LIMA, Perú.- La persistente crisis política en Perú parecía haber dado un respiro al país andino justo antes de sus elecciones en abril, pero los nuevos escándalos que rodean al presidente interino, el derechista José Jerí, abren la puerta a que este sea destituido y que, por tanto, haya un nuevo mandatario, el octavo desde que hace 10 años comenzó la ronda de asunciones y caídas de mandatarios.

Jerí asumió la banda presidencial hace cuatro meses, al ser el presidente del Congreso en el momento en que la ex presidenta Dina Boluarte fue destituida por el Legislativo, y durante los primeros meses en el cargo, este parlamentario que había pasado desapercibido hasta entonces tuvo buena aceptación por los peruanos, ya que encaró la lucha contra la delincuencia como prioridad.

Acusaciones de corrupción

Jerí, que ahora enfrenta acusaciones de corrupción, negó cualquier delito durante su gestión y aseguró que puede ejercer el cargo pese a dos investigaciones en su contra.

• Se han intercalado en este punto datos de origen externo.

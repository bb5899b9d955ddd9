use riso::debug_ui;
use riso::desc::parse_trace_json;
use riso::field::SampleField;
use riso::im::Lum8Im;
use riso::pipeline::{extract_loops, extract_polygons, extract_segments};
use riso::stitch::Loop;

#[allow(dead_code)]
const TEST_JSON: &str = r#"
    {
        "version": 1,
        "threshold": 127.5,
        "interp": "value",
        "lookup": "indexed",
        "pad": true,
        "pad_fill": 0,
        "poly_scale": 1000,
        "max_loops": null,
        "tag": 0
    }
"#;

/// Synthetic test raster: a bright disc with a dark hole, plus a small
/// separate blob, so the output has an outer loop, a hole loop, and a
/// second component.
fn synth_im(dim: usize) -> Lum8Im {
    let mut im = Lum8Im::new(dim, dim);
    let c = dim as f32 / 2.0;
    let r_outer = dim as f32 * 0.32;
    let r_hole = dim as f32 * 0.12;
    let blob_c = dim as f32 * 0.14;
    let blob_r = dim as f32 * 0.07;

    for y in 0..dim {
        for x in 0..dim {
            let dx = x as f32 - c;
            let dy = y as f32 - c;
            let d = (dx * dx + dy * dy).sqrt();

            let bx = x as f32 - blob_c;
            let by = y as f32 - blob_c;
            let bd = (bx * bx + by * by).sqrt();

            let v: u8 = if (d < r_outer && d > r_hole) || bd < blob_r {
                255
            } else {
                0
            };
            unsafe {
                *im.get_unchecked_mut(x, y, 0) = v;
            }
        }
    }
    im
}

fn main() {
    // Debug UI collector (global). These calls are intended to stay in-place and become no-ops
    // in production builds by disabling the `debug_ui` feature.
    debug_ui::init("riso debug");

    let desc = parse_trace_json(TEST_JSON).expect("Failed to parse trace JSON");
    let cfg = desc.to_cfg();

    // Load a grayscale PNG if a path was given, otherwise trace a synthetic
    // raster.
    let im: Lum8Im = match std::env::args().nth(1) {
        #[cfg(feature = "im-io")]
        Some(path) => Lum8Im::load_png(&path)
            .unwrap_or_else(|e| panic!("failed to load {path}: {e}")),
        #[cfg(not(feature = "im-io"))]
        Some(_) => panic!("PNG loading requires the `im-io` feature"),
        None => synth_im(128),
    };
    println!("source: {}x{}", im.w, im.h);

    let field = if desc.pad {
        SampleField::from_lum8_padded(&im, desc.pad_fill, |v| v as f32)
    } else {
        SampleField::from_lum8(&im, |v| v as f32)
    };

    let segments = extract_segments(&field, &cfg);
    println!("segments: {}", segments.len());

    let loops = extract_loops(&field, &cfg);
    let closed = loops.iter().filter(|l| l.closed).count();
    let total_segs: usize = loops.iter().map(Loop::seg_count).sum();
    println!(
        "loops: {} ({closed} closed, {} open), {total_segs} segments stitched",
        loops.len(),
        loops.len() - closed
    );
    for (i, lp) in loops.iter().enumerate() {
        println!(
            "  loop {i}: {} points, closed={}",
            lp.points.len(),
            lp.closed
        );
    }

    let mpoly = extract_polygons(&field, &cfg);
    println!("polygons: {} paths at scale {}", mpoly.len(), cfg.poly_scale);

    debug_ui::add_lum8("source", &im);
    debug_ui::add_segments("iso segments", &im, &segments);
    debug_ui::show();
}
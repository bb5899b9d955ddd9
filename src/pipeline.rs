// End-to-end pipeline: SampleField -> marching sweep -> loop stitching ->
// fixed-point polygons.
//
// One `TraceCfg` drives a whole invocation. Threshold comparison, saddle
// resolution, and interpolation all read the same config, so a single run
// can never mix conventions.

use crate::field::{SampleField, Scalar};
use crate::march::{self, InterpMode, MarchCfg, Segment};
use crate::mpoly::MPoly;
use crate::stitch::{self, Loop, NeighborLookup, StitchOpts};

#[derive(Clone, Copy, Debug)]
pub struct TraceCfg {
    pub threshold: f32,
    pub interp: InterpMode,
    /// Tag stamped on every emitted segment (e.g. a render color).
    pub tag: u32,
    pub lookup: NeighborLookup,
    pub max_loops: Option<usize>,
    /// Fixed-point scale for polygon output (e.g. 1000 keeps 3 sub-pixel
    /// decimal digits).
    pub poly_scale: i64,
}

impl Default for TraceCfg {
    fn default() -> Self {
        Self {
            threshold: 0.0,
            interp: InterpMode::Value,
            tag: 0,
            lookup: NeighborLookup::EndpointIndex,
            max_loops: None,
            poly_scale: 1000,
        }
    }
}

impl TraceCfg {
    fn march_cfg(&self) -> MarchCfg {
        MarchCfg {
            threshold: self.threshold,
            interp: self.interp,
            tag: self.tag,
        }
    }

    fn stitch_opts(&self) -> StitchOpts {
        StitchOpts {
            lookup: self.lookup,
            max_loops: self.max_loops,
        }
    }
}

/// Sweep only: the unordered segment bag in row-major scan order.
pub fn extract_segments<T: Scalar>(field: &SampleField<T>, cfg: &TraceCfg) -> Vec<Segment> {
    march::march_segments(field, &cfg.march_cfg())
}

/// Sweep + stitch: ordered point loops.
pub fn extract_loops<T: Scalar>(field: &SampleField<T>, cfg: &TraceCfg) -> Vec<Loop> {
    let segments = extract_segments(field, cfg);
    stitch::stitch_loops(&segments, &cfg.stitch_opts())
}

/// Full pipeline: fixed-point integer polygons for the clipper.
pub fn extract_polygons<T: Scalar>(field: &SampleField<T>, cfg: &TraceCfg) -> MPoly {
    let loops = extract_loops(field, cfg);
    MPoly::from_loops(&loops, cfg.poly_scale)
}
// SampleField: an immutable 2D scalar grid scored from a raster image.
//
// One sample per pixel. The field is built once (optionally over a 1-pixel
// padded copy of the source so boundary cells are always classifiable) and
// read many times by the marching sweep. When padded, the `(-1,-1)` offset is
// recorded here and subtracted exactly once at segment emission, so all
// output stays in the caller's original pixel space.

use crate::im::{Lum8Im, RGBAIm};

/// Numeric sample types the field can store (byte grids, signed grids,
/// float grids).
pub trait Scalar: Copy {
    fn to_f32(self) -> f32;
}

impl Scalar for u8 {
    #[inline(always)]
    fn to_f32(self) -> f32 {
        self as f32
    }
}

impl Scalar for i32 {
    #[inline(always)]
    fn to_f32(self) -> f32 {
        self as f32
    }
}

impl Scalar for f32 {
    #[inline(always)]
    fn to_f32(self) -> f32 {
        self
    }
}

#[derive(Debug, Clone)]
pub struct SampleField<T> {
    w: usize,
    h: usize,
    arr: Vec<T>,
    /// 0 or 1. Nonzero when the field was built over a padded copy.
    pad: usize,
    /// Captured 8-bit channel for `InterpMode::ChannelRatio`, parallel to `arr`.
    ratio: Option<Vec<u8>>,
}

impl<T: Scalar> SampleField<T> {
    /// Wrap an already-scored buffer (row-major, one sample per pixel).
    pub fn from_scored(w: usize, h: usize, arr: Vec<T>) -> Self {
        assert_eq!(arr.len(), w * h, "scored buffer length must be w*h");
        Self {
            w,
            h,
            arr,
            pad: 0,
            ratio: None,
        }
    }

    /// Score a grayscale image. The raw byte is also captured as the ratio
    /// channel, so `InterpMode::ChannelRatio` works on grayscale sources.
    pub fn from_lum8(im: &Lum8Im, score: impl Fn(u8) -> T) -> Self {
        let mut arr = Vec::with_capacity(im.w * im.h);
        let mut ratio = Vec::with_capacity(im.w * im.h);
        for y in 0..im.h {
            for x in 0..im.w {
                let v = unsafe { *im.get_unchecked(x, y, 0) };
                arr.push(score(v));
                ratio.push(v);
            }
        }
        Self {
            w: im.w,
            h: im.h,
            arr,
            pad: 0,
            ratio: Some(ratio),
        }
    }

    /// Like `from_lum8`, but over a copy expanded by one `fill` pixel on every
    /// side, so every real pixel has all four neighbors defined.
    pub fn from_lum8_padded(im: &Lum8Im, fill: u8, score: impl Fn(u8) -> T) -> Self {
        let w = im.w + 2;
        let h = im.h + 2;
        let mut arr = Vec::with_capacity(w * h);
        let mut ratio = Vec::with_capacity(w * h);
        for y in 0..h {
            for x in 0..w {
                let v = if x == 0 || y == 0 || x == w - 1 || y == h - 1 {
                    fill
                } else {
                    unsafe { *im.get_unchecked(x - 1, y - 1, 0) }
                };
                arr.push(score(v));
                ratio.push(v);
            }
        }
        Self {
            w,
            h,
            arr,
            pad: 1,
            ratio: Some(ratio),
        }
    }

    /// Score an RGBA image. `ratio_ch`, when given, captures that channel for
    /// `InterpMode::ChannelRatio`.
    pub fn from_rgba8(im: &RGBAIm, ratio_ch: Option<usize>, score: impl Fn([u8; 4]) -> T) -> Self {
        if let Some(ch) = ratio_ch {
            assert!(ch < 4, "ratio channel out of range");
        }
        let mut arr = Vec::with_capacity(im.w * im.h);
        let mut ratio = ratio_ch.map(|_| Vec::with_capacity(im.w * im.h));
        for y in 0..im.h {
            for x in 0..im.w {
                let px = im.px(x, y);
                arr.push(score(px));
                if let (Some(r), Some(ch)) = (ratio.as_mut(), ratio_ch) {
                    r.push(px[ch]);
                }
            }
        }
        Self {
            w: im.w,
            h: im.h,
            arr,
            pad: 0,
            ratio,
        }
    }

    /// Padded RGBA variant; the border takes the `fill` color before scoring.
    pub fn from_rgba8_padded(
        im: &RGBAIm,
        fill: [u8; 4],
        ratio_ch: Option<usize>,
        score: impl Fn([u8; 4]) -> T,
    ) -> Self {
        if let Some(ch) = ratio_ch {
            assert!(ch < 4, "ratio channel out of range");
        }
        let w = im.w + 2;
        let h = im.h + 2;
        let mut arr = Vec::with_capacity(w * h);
        let mut ratio = ratio_ch.map(|_| Vec::with_capacity(w * h));
        for y in 0..h {
            for x in 0..w {
                let px = if x == 0 || y == 0 || x == w - 1 || y == h - 1 {
                    fill
                } else {
                    im.px(x - 1, y - 1)
                };
                arr.push(score(px));
                if let (Some(r), Some(ch)) = (ratio.as_mut(), ratio_ch) {
                    r.push(px[ch]);
                }
            }
        }
        Self {
            w,
            h,
            arr,
            pad: 1,
            ratio,
        }
    }

    #[inline(always)]
    pub fn w(&self) -> usize {
        self.w
    }

    #[inline(always)]
    pub fn h(&self) -> usize {
        self.h
    }

    /// Padding offset (0 or 1) to subtract from emitted coordinates.
    #[inline(always)]
    pub fn pad(&self) -> usize {
        self.pad
    }

    #[inline(always)]
    pub fn sample(&self, x: usize, y: usize) -> T {
        assert!(x < self.w && y < self.h, "sample out of bounds");
        self.arr[y * self.w + x]
    }

    #[inline(always)]
    pub fn sample_f32(&self, x: usize, y: usize) -> f32 {
        self.sample(x, y).to_f32()
    }

    pub fn has_ratio(&self) -> bool {
        self.ratio.is_some()
    }

    /// Ratio-channel byte at (x, y). Callers must check `has_ratio` first.
    #[inline(always)]
    pub fn ratio_at(&self, x: usize, y: usize) -> u8 {
        assert!(x < self.w && y < self.h, "ratio sample out of bounds");
        let ratio = self
            .ratio
            .as_ref()
            .expect("field was built without a ratio channel");
        ratio[y * self.w + x]
    }
}

#[cfg(test)]
mod tests {
    use super::*;
    use crate::im::Lum8Im;

    #[test]
    fn from_scored_checks_length() {
        let f = SampleField::from_scored(2, 2, vec![0.0_f32, 1.0, 2.0, 3.0]);
        assert_eq!(f.w(), 2);
        assert_eq!(f.h(), 2);
        assert_eq!(f.pad(), 0);
        assert_eq!(f.sample(1, 1), 3.0);
    }

    #[test]
    #[should_panic(expected = "scored buffer length")]
    fn from_scored_rejects_mismatched_buffer() {
        let _ = SampleField::from_scored(2, 2, vec![0.0_f32; 3]);
    }

    #[test]
    fn from_lum8_scores_every_pixel() {
        let mut im = Lum8Im::new(3, 2);
        im.arr.copy_from_slice(&[0, 10, 20, 30, 40, 50]);

        let f = SampleField::from_lum8(&im, |v| v as f32 * 0.5);
        assert_eq!(f.sample(2, 1), 25.0);
        assert_eq!(f.ratio_at(2, 1), 50);
    }

    #[test]
    fn padded_field_grows_by_two_and_fills_border() {
        let mut im = Lum8Im::new(2, 2);
        im.arr.copy_from_slice(&[9, 9, 9, 9]);

        let f = SampleField::from_lum8_padded(&im, 0, |v| v as f32);
        assert_eq!(f.w(), 4);
        assert_eq!(f.h(), 4);
        assert_eq!(f.pad(), 1);

        // Border is fill, interior is the source.
        assert_eq!(f.sample(0, 0), 0.0);
        assert_eq!(f.sample(3, 3), 0.0);
        assert_eq!(f.sample(1, 1), 9.0);
        assert_eq!(f.sample(2, 2), 9.0);
    }

    #[test]
    fn padded_rgba_field_scores_the_fill_color_on_the_border() {
        let mut im = crate::im::RGBAIm::new(2, 2);
        #[rustfmt::skip]
        im.arr.copy_from_slice(&[
            10, 20, 30, 255,  40, 50, 60, 255,
            70, 80, 90, 255, 100, 110, 120, 255,
        ]);

        let fill = [1, 2, 3, 0];
        let f = SampleField::from_rgba8_padded(&im, fill, Some(1), |px| px[1] as f32);
        assert_eq!(f.w(), 4);
        assert_eq!(f.h(), 4);
        assert_eq!(f.pad(), 1);

        // Border samples come from scoring the fill color.
        assert_eq!(f.sample(0, 0), 2.0);
        assert_eq!(f.sample(3, 0), 2.0);
        assert_eq!(f.sample(0, 3), 2.0);
        assert_eq!(f.sample(3, 3), 2.0);

        // Interior is the source, shifted by one.
        assert_eq!(f.sample(1, 1), 20.0);
        assert_eq!(f.sample(2, 2), 110.0);

        // The ratio channel is captured across border and interior alike.
        assert!(f.has_ratio());
        assert_eq!(f.ratio_at(0, 0), 2);
        assert_eq!(f.ratio_at(1, 1), 20);
        assert_eq!(f.ratio_at(2, 1), 50);

        // No ratio channel requested: none captured.
        let f = SampleField::from_rgba8_padded(&im, fill, None, |px| px[0] as f32);
        assert!(!f.has_ratio());
    }

    #[test]
    fn rgba_ratio_channel_is_captured() {
        let mut im = crate::im::RGBAIm::new(1, 1);
        im.arr.copy_from_slice(&[10, 20, 30, 255]);

        let f = SampleField::from_rgba8(&im, Some(2), |px| px[2] as f32);
        assert!(f.has_ratio());
        assert_eq!(f.ratio_at(0, 0), 30);

        let f = SampleField::from_rgba8(&im, None, |px| px[0] as f32);
        assert!(!f.has_ratio());
    }
}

La votación se realizará en momentos en que Perú se prepara para celebrar elecciones presidenciales y legislativas el 12 de abril.

“Yo no he cometido ningún delito. Tengo la plena suficiencia moral para poder ejercer la presidencia de la República”, declaró Jerí en una entrevista por televisión la noche del domingo.

Contrataciones bajo la lupa: investigan al presidente de Perú

El parlamento, controlado por la derecha, se reunirá este martes en sesión extraordinaria para debatir una eventual destitución tras reunir las 78 firmas necesarias para convocar al pleno en período de receso. A Jerí, congresista de Somos Perú, le han dado la espalda la mayoría de sus aliados conservadores al impulsar pedidos de destitución junto con bancadas minoritarias de izquierda. La moción de censura y destitución acusa a Jerí, de 39 años, de “inconducta funcional y falta de idoneidad” para ejercer el cargo. El Ministerio Público le inició el viernes una nueva investigación preliminar por su presunta intervención en la contratación de nueve mujeres en su gobierno. En enero, le abrió una primera causa por presunto “tráfico de influencias y patrocinio ilegal de intereses” tras conocerse una cita encubierta con un empresario chino que hace negocios con el gobierno.

Intento de golpe de Estado en Perú: el ex presidente Castillo fue condenado a más de 11 años de cárcel

Entre la población de Lima hay opiniones divididas. “Esperamos que puedan aprobar la censura porque ha hecho cosas en secreto”, dijo Carmen Zúñiga, de 50 años y presidenta de un comedor popular en la capital. Marco Antonio Huamán, un chofer de colectivos de 49 años, estimó que “sería desastroso cambiarlo” porque acentuaría la inestabilidad a semanas de las elecciones.